Group Loot vs. Need Before Greed

#0 - Jan. 12, 2008, 1:40 a.m.
Blizzard Post
What's the difference?
#1 - Jan. 12, 2008, 1:44 a.m.
Blizzard Post
As our Party Basics page explains this quite nicely, you may want to refer there. =) You can find it here: http://www.worldofwarcraft.com/info/basics/parties.html .

Q u o t e:
Group Loot (default) - When an item equal to or above the threshold (details on threshold below) is on a monster that is killed, everyone gets a pop-up box on their screen with the item and pass or roll options and a timer. Anyone who rolls, displays a number between 1 and 100, the highest roller of all those who choose to roll automatically gets the item. Anyone who waits until the timer expires automatically passes. Items below the threshold are taken care of by normal round robin rules. If more than one player ties a loot roll, a random player will receive the loot. An interface option, "Detailed Loot Information" is defaulted to 'on.' If you turn it off you will only see the roll and Need/Greed option of the player who won the item rather than information for every player.


Q u o t e:
Need Before Greed - Same as group loot, except players who cannot use the item automatically pass.

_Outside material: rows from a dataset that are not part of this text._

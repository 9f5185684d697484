//! Error handling for the gh-lookup crate.
use std::{error::Error as StdError, fmt};

/// Error type for the gh-lookup crate.
#[derive(Debug)]
pub struct GhLookupError {
    /// Inner error.
    inner: Box<Inner>,
}

/// Type alias for a boxed error.
pub(crate) type BoxError = Box<dyn StdError + Send + Sync>;

/// Inner error type for the gh-lookup crate.
#[derive(Debug)]
struct Inner {
    /// Error kind.
    kind: GhLookupErrorKind,

    /// HTTP status, when the API answered with a non-2xx code.
    status: Option<u16>,

    /// Source error.
    source: Option<BoxError>,
}

/// Kind of failure, one variant per operation or layer.
#[derive(Debug, Clone, Copy, PartialEq, Eq)]
pub(crate) enum GhLookupErrorKind {
    /// Error fetching a user profile.
    GetUser,

    /// Error fetching a user's public events.
    GetEvents,

    /// Error fetching a user's repositories.
    GetRepos,

    /// Error fetching a repository's commits.
    GetCommits,

    /// Error fetching a repository's issue listing.
    GetIssues,

    /// Malformed identifier, rejected before any network call.
    Validation,

    /// Error reading or writing the configuration.
    Config,

    /// Error related to the reqwest crate.
    Reqwest,

    /// Error related to serde.
    Serde,
}

impl GhLookupError {
    /// Create a new error.
    pub(crate) fn new(kind: GhLookupErrorKind) -> Self {
        Self {
            inner: Box::new(Inner {
                kind,
                status: None,
                source: None,
            }),
        }
    }

    /// Attach a text message as the error source.
    pub(crate) fn with_text(mut self, text: &str) -> Self {
        self.inner.source = Some(Box::new(std::io::Error::other(text)));
        self
    }

    /// Attach the HTTP status the API answered with.
    pub(crate) fn with_status(mut self, status: u16) -> Self {
        self.inner.status = Some(status);
        self
    }

    /// HTTP status, when the API answered with a non-2xx code.
    pub fn status(&self) -> Option<u16> {
        self.inner.status
    }

    /// Text of the source error, if any.
    fn source_text(&self) -> Option<String> {
        self.inner.source.as_ref().map(|e| e.to_string())
    }

    /// Classify the error into the message shown to the user.
    ///
    /// Validation messages pass through untouched, a 404 names the
    /// missing entity, a rate-limited 403 gets its own message and
    /// everything else falls back to the raw error text.
    pub fn user_message(&self) -> String {
        if self.inner.kind == GhLookupErrorKind::Validation {
            return self.source_text().unwrap_or_else(|| self.to_string());
        }
        match self.inner.status {
            Some(404) => match self.inner.kind {
                GhLookupErrorKind::GetIssues => {
                    "That repository does not exist. Please check the name and try again."
                        .to_string()
                }
                _ => "That user does not exist. Please check the username and try again."
                    .to_string(),
            },
            Some(403)
                if self
                    .source_text()
                    .is_some_and(|text| text.to_lowercase().contains("api rate limit exceeded")) =>
            {
                "API rate limit exceeded. Please wait and try again later.".to_string()
            }
            _ => format!("unexpected error: {self}"),
        }
    }
}

impl fmt::Display for GhLookupError {
    fn fmt(&self, f: &mut fmt::Formatter<'_>) -> fmt::Result {
        write!(f, "{:?}", self.inner.kind)?;
        if let Some(status) = self.inner.status {
            write!(f, " (http {status})")?;
        }
        if let Some(source) = &self.inner.source {
            write!(f, ": {source}")?;
        }
        Ok(())
    }
}

impl StdError for GhLookupError {
    fn source(&self) -> Option<&(dyn StdError + 'static)> {
        self.inner.source.as_ref().map(|e| &**e as _)
    }
}

impl From<reqwest::Error> for GhLookupError {
    fn from(e: reqwest::Error) -> Self {
        Self {
            inner: Box::new(Inner {
                kind: GhLookupErrorKind::Reqwest,
                status: e.status().map(|s| s.as_u16()),
                source: Some(Box::new(e)),
            }),
        }
    }
}

impl From<serde_json::Error> for GhLookupError {
    fn from(e: serde_json::Error) -> Self {
        Self {
            inner: Box::new(Inner {
                kind: GhLookupErrorKind::Serde,
                status: None,
                source: Some(Box::new(e)),
            }),
        }
    }
}

impl From<std::io::Error> for GhLookupError {
    fn from(e: std::io::Error) -> Self {
        Self {
            inner: Box::new(Inner {
                kind: GhLookupErrorKind::Config,
                status: None,
                source: Some(Box::new(e)),
            }),
        }
    }
}

#[cfg(test)]
mod test {
    use super::*;

    #[test]
    fn message_for_missing_user() {
        let err = GhLookupError::new(GhLookupErrorKind::GetUser)
            .with_status(404)
            .with_text("Not Found");
        assert_eq!(
            err.user_message(),
            "That user does not exist. Please check the username and try again."
        );
    }

    #[test]
    fn message_for_missing_repository() {
        let err = GhLookupError::new(GhLookupErrorKind::GetIssues)
            .with_status(404)
            .with_text("Not Found");
        assert_eq!(
            err.user_message(),
            "That repository does not exist. Please check the name and try again."
        );
    }

    #[test]
    fn message_for_rate_limit() {
        let err = GhLookupError::new(GhLookupErrorKind::GetUser)
            .with_status(403)
            .with_text("API rate limit exceeded for 203.0.113.5.");
        assert_eq!(
            err.user_message(),
            "API rate limit exceeded. Please wait and try again later."
        );
    }

    #[test]
    fn forbidden_without_rate_limit_text_is_unexpected() {
        let err = GhLookupError::new(GhLookupErrorKind::GetUser)
            .with_status(403)
            .with_text("Resource protected by organization SAML enforcement.");
        assert!(err.user_message().starts_with("unexpected error:"));
    }

    #[test]
    fn validation_message_passes_through() {
        let err =
            GhLookupError::new(GhLookupErrorKind::Validation).with_text("Invalid username");
        assert_eq!(err.user_message(), "Invalid username");
    }
}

I hope that helps; if you need further clarification, just ask! =)
#5 - Jan. 12, 2008, 8:11 p.m.
Blizzard Post
I'm sure you could ask around on our UI and Macros Forum and they'd be glad to lend some insight, yeah?
#7 - Aug. 11, 2008, 11:08 a.m.
Blizzard Post
Q u o t e:
Does group loot have any bias based on whether or not 1 player may actually NEED the item when going against a player that already has a better item on his/her person? If not then how does one protect himself from losing a roll on an epic that he needs to a person that already has better epic on him/her? I would appreciate a GM's response since they aren't in a position to correct that situation once it has occured.

Thank you


I'm afraid if you want a 100% foolproof method - you need to master loot.

Of course - that means you have to be able to trust the person with that authority to assign loot.